Nucleotide Binding to Chloroplast ATP Synthase: Effect on the Proton Spin-Echo NMR Spectrum

Effects of nucleotide binding on the high-resolution proton spin-echo spectrum of chloroplast ATP synthase [coupling factor 1 (CF1] have been studied. Spin-echo difference spectra obtained at an 18-ms pulse spacing have been recorded ± stoichiometric amounts of 5'-adenylyl β-imidodiphpsphate (AMPPNP), a nonhydrolyzable substrate analogue.
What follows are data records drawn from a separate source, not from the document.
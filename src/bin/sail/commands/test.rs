//! `sail test` command

use anyhow::Result;

use crate::cli::TestArgs;
use crate::commands::build::build_workspace;
use crate::GlobalOptions;
use sail::builder::CMakeBuilder;
use sail::core::Workspace;
use sail::util::{GlobalContext, Status};

pub fn execute(_args: TestArgs, global_opts: &GlobalOptions) -> Result<()> {
    let ctx = GlobalContext::new()?;
    let ws = Workspace::discover(&ctx)?;

    build_workspace(&ws, global_opts)?;

    global_opts.shell.status(Status::Running, "ctest");
    CMakeBuilder::new(&ws)?.test()
}
//! Core data structures for Sail.
//!
//! This module contains the foundational types used throughout Sail:
//! - Dependency specs and the parsed dependency mapping
//! - The built-in dependency catalog
//! - Manifest reading and section editing
//! - Workspace discovery

pub mod catalog;
pub mod dependency;
pub mod manifest;
pub mod workspace;

pub use catalog::DependencyCatalog;
pub use dependency::{DependencyEntry, DependencyError, DependencyMapping, DependencySpec};
pub use manifest::{ManifestStore, MANIFEST_NAME};
pub use workspace::{find_manifest, ManifestError, Workspace};
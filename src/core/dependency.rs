//! Dependency specifications and the parsed dependency mapping.

use std::collections::BTreeMap;
use std::fmt;

use thiserror::Error;

use crate::core::catalog::DependencyCatalog;

/// Name → version mapping read from the `[dependencies]` section.
///
/// A `BTreeMap` keeps iteration order stable so that generated descriptors
/// are byte-identical for identical manifests.
pub type DependencyMapping = BTreeMap<String, String>;

/// Errors raised while interpreting a dependency request.
#[derive(Debug, Error, PartialEq, Eq)]
pub enum DependencyError {
    #[error(
        "no default version available for `{name}`\n\
         \n\
         help: specify a version with `sail add {name}@<version>`"
    )]
    UnrecognizedDependency { name: String },

    #[error("invalid dependency `{spec}`: {reason}")]
    InvalidSpec { spec: String, reason: String },
}

/// A single resolved dependency.
#[derive(Debug, Clone, PartialEq, Eq)]
pub struct DependencyEntry {
    pub name: String,
    pub version: String,
}

impl DependencyEntry {
    /// The canonical manifest line for this entry, without a line terminator.
    pub fn manifest_line(&self) -> String {
        format!("{} = \"{}\"", self.name, self.version)
    }
}

impl fmt::Display for DependencyEntry {
    fn fmt(&self, f: &mut fmt::Formatter<'_>) -> fmt::Result {
        write!(f, "{} v{}", self.name, self.version)
    }
}

/// A dependency as requested on the command line: `name` or `name@version`.
#[derive(Debug, Clone, PartialEq, Eq)]
pub struct DependencySpec {
    pub name: String,
    pub version: Option<String>,
}

impl DependencySpec {
    /// Parse `name[@version]`, splitting at the first `@`.
    pub fn parse(spec: &str) -> Result<Self, DependencyError> {
        let invalid = |reason: &str| DependencyError::InvalidSpec {
            spec: spec.to_string(),
            reason: reason.to_string(),
        };

        let (name, version) = match spec.split_once('@') {
            Some((name, version)) => (name, Some(version)),
            None => (spec, None),
        };

        if name.is_empty() {
            return Err(invalid("dependency name is empty"));
        }
        if name
            .chars()
            .any(|c| c == '=' || c == '"' || c.is_whitespace())
        {
            return Err(invalid(
                "dependency name must not contain `=`, `\"` or whitespace",
            ));
        }

        let version = match version {
            None => None,
            Some("") => return Err(invalid("version after `@` is empty")),
            Some(v) if v.chars().any(|c| c == '"' || c.is_whitespace()) => {
                return Err(invalid("version must not contain `\"` or whitespace"))
            }
            Some(v) => Some(v.to_string()),
        };

        Ok(DependencySpec {
            name: name.to_string(),
            version,
        })
    }

    /// Pick the version to record: explicit first, then the catalog default.
    ///
    /// Fails when neither is available; callers must not touch the manifest
    /// in that case.
    pub fn resolve(&self, catalog: &DependencyCatalog) -> Result<DependencyEntry, DependencyError> {
        let version = match &self.version {
            Some(version) => version.clone(),
            None => catalog
                .default_version(&self.name)
                .map(str::to_string)
                .ok_or_else(|| DependencyError::UnrecognizedDependency {
                    name: self.name.clone(),
                })?,
        };

        Ok(DependencyEntry {
            name: self.name.clone(),
            version,
        })
    }
}

impl std::str::FromStr for DependencySpec {
    type Err = DependencyError;

    fn from_str(s: &str) -> Result<Self, Self::Err> {
        DependencySpec::parse(s)
    }
}
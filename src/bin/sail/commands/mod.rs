//! Command implementations

pub mod add;
pub mod build;
pub mod clean;
pub mod init;
pub mod new;
pub mod run;
pub mod test;
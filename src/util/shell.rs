//! Centralized shell output.
//!
//! Every user-facing status line goes through [`Shell`] so that commands
//! never manage alignment, color or verbosity themselves. Diagnostics for
//! developers go through `tracing` instead.

use std::fmt::Display;
use std::io::{self, IsTerminal};
use std::time::Duration;

/// Output verbosity level.
#[derive(Debug, Clone, Copy, PartialEq, Eq, Default)]
pub enum Verbosity {
    /// --quiet: errors only
    Quiet,
    /// Default: status messages
    #[default]
    Normal,
    /// --verbose: status messages plus debug logging
    Verbose,
}

/// Color output mode.
#[derive(Debug, Clone, Copy, PartialEq, Eq, Default)]
pub enum ColorChoice {
    /// Detect TTY and use colors if available.
    #[default]
    Auto,
    /// Always use ANSI colors.
    Always,
    /// Never use ANSI colors.
    Never,
}

impl std::str::FromStr for ColorChoice {
    type Err = String;

    fn from_str(s: &str) -> Result<Self, Self::Err> {
        match s.to_lowercase().as_str() {
            "auto" => Ok(ColorChoice::Auto),
            "always" => Ok(ColorChoice::Always),
            "never" => Ok(ColorChoice::Never),
            _ => Err(format!(
                "invalid color choice '{}'; expected 'auto', 'always', or 'never'",
                s
            )),
        }
    }
}

/// Status types for output messages.
#[derive(Debug, Clone, Copy, PartialEq, Eq)]
pub enum Status {
    // Success statuses (green)
    Added,
    Created,
    Finished,
    Updated,
    Removed,

    // In-progress statuses (cyan)
    Generating,
    Building,
    Running,

    // Info statuses (blue)
    Info,

    // Warning statuses (yellow)
    Skipped,
    Warning,
}

impl Status {
    fn as_str(&self) -> &'static str {
        match self {
            Status::Added => "Added",
            Status::Created => "Created",
            Status::Finished => "Finished",
            Status::Updated => "Updated",
            Status::Removed => "Removed",
            Status::Generating => "Generating",
            Status::Building => "Building",
            Status::Running => "Running",
            Status::Info => "Info",
            Status::Skipped => "Skipped",
            Status::Warning => "Warning",
        }
    }

    fn color_code(&self) -> &'static str {
        match self {
            Status::Added | Status::Created | Status::Finished | Status::Updated | Status::Removed => {
                "\x1b[1;32m"
            }
            Status::Generating | Status::Building | Status::Running => "\x1b[1;36m",
            Status::Info => "\x1b[1;34m",
            Status::Skipped | Status::Warning => "\x1b[1;33m",
        }
    }
}

/// Width of the right-aligned status column.
const STATUS_WIDTH: usize = 12;

/// Central shell for all CLI output.
#[derive(Debug)]
pub struct Shell {
    verbosity: Verbosity,
    use_color: bool,
}

impl Shell {
    /// Create a new shell.
    pub fn new(verbosity: Verbosity, color: ColorChoice) -> Self {
        let use_color = match color {
            ColorChoice::Auto => io::stderr().is_terminal(),
            ColorChoice::Always => true,
            ColorChoice::Never => false,
        };
        Shell {
            verbosity,
            use_color,
        }
    }

    /// Create a shell from CLI flags. Quiet wins over verbose.
    pub fn from_flags(quiet: bool, verbose: bool, color: ColorChoice) -> Self {
        let verbosity = if quiet {
            Verbosity::Quiet
        } else if verbose {
            Verbosity::Verbose
        } else {
            Verbosity::Normal
        };
        Shell::new(verbosity, color)
    }

    pub fn verbosity(&self) -> Verbosity {
        self.verbosity
    }

    pub fn is_quiet(&self) -> bool {
        self.verbosity == Verbosity::Quiet
    }

    pub fn is_verbose(&self) -> bool {
        self.verbosity == Verbosity::Verbose
    }

    /// Print a status message.
    ///
    /// Format: `{status:>12} {message}`. In quiet mode only warnings are
    /// printed. Errors are printed by the binary's `main`.
    pub fn status(&self, status: Status, msg: impl Display) {
        if self.is_quiet() && status != Status::Warning {
            return;
        }
        eprintln!("{} {}", self.format_status(status), msg);
    }

    /// Print an info message.
    pub fn note(&self, msg: impl Display) {
        self.status(Status::Info, msg);
    }

    /// Print a warning message.
    pub fn warn(&self, msg: impl Display) {
        self.status(Status::Warning, msg);
    }

    fn format_status(&self, status: Status) -> String {
        let text = status.as_str();
        if self.use_color {
            format!(
                "{}{:>width$}\x1b[0m",
                status.color_code(),
                text,
                width = STATUS_WIDTH
            )
        } else {
            format!("{:>width$}", text, width = STATUS_WIDTH)
        }
    }
}

impl Default for Shell {
    fn default() -> Self {
        Shell::new(Verbosity::default(), ColorChoice::default())
    }
}

/// Format a duration the way `Finished` lines show it.
pub fn format_duration(duration: Duration) -> String {
    let secs = duration.as_secs_f64();
    if secs < 60.0 {
        format!("{:.2}s", secs)
    } else {
        let mins = duration.as_secs() / 60;
        let rem = duration.as_secs() % 60;
        format!("{}m {:02}s", mins, rem)
    }
}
Addition of Mg-AMPPNP to solutions of causes a highly specific shortening of T2 of two proton resonances at 2.70 and 2.29 ppm, which have previously been assigned to β- and γ-methylene protons of aspartate and glutamate, respectively, on the basis of studies of the effects of covalent modification of carboxyl-bearing side chains on CF1. The observed T2 shortening, which indicates decreased mobility of these side chains in the presence of nucleotide, results from nucleotide binding to a tight side (Kd ≈ 10-6 M) which is present at a mole ratio of 1 mol of nucleotide per mole of CF]. Parallel experiments have also been conducted with the mangano-AMPPNP complex, which is paramagnetic and can produce additional relaxation enhancements of neighboring protons by means of the through-space nuclear dipole-electron dipole interaction. The effective range of this interaction in the present experiments is estimated to be at least 19 Å but no greater than 25 Å. From a comparison of relaxation enhancements produced by Mg-AMPPNP with those produced by Mn-AMPPNP, it is concluded that the majority of the resonances visible in the 18-ms spin-echo NMR spectrum lie outside the dipolar sphere of influence. The aspartate and glutamate resonances which are immobilized by Mg-AMPPNP binding do not coordinate directly to the metal ion but lie near the periphery of this sphere.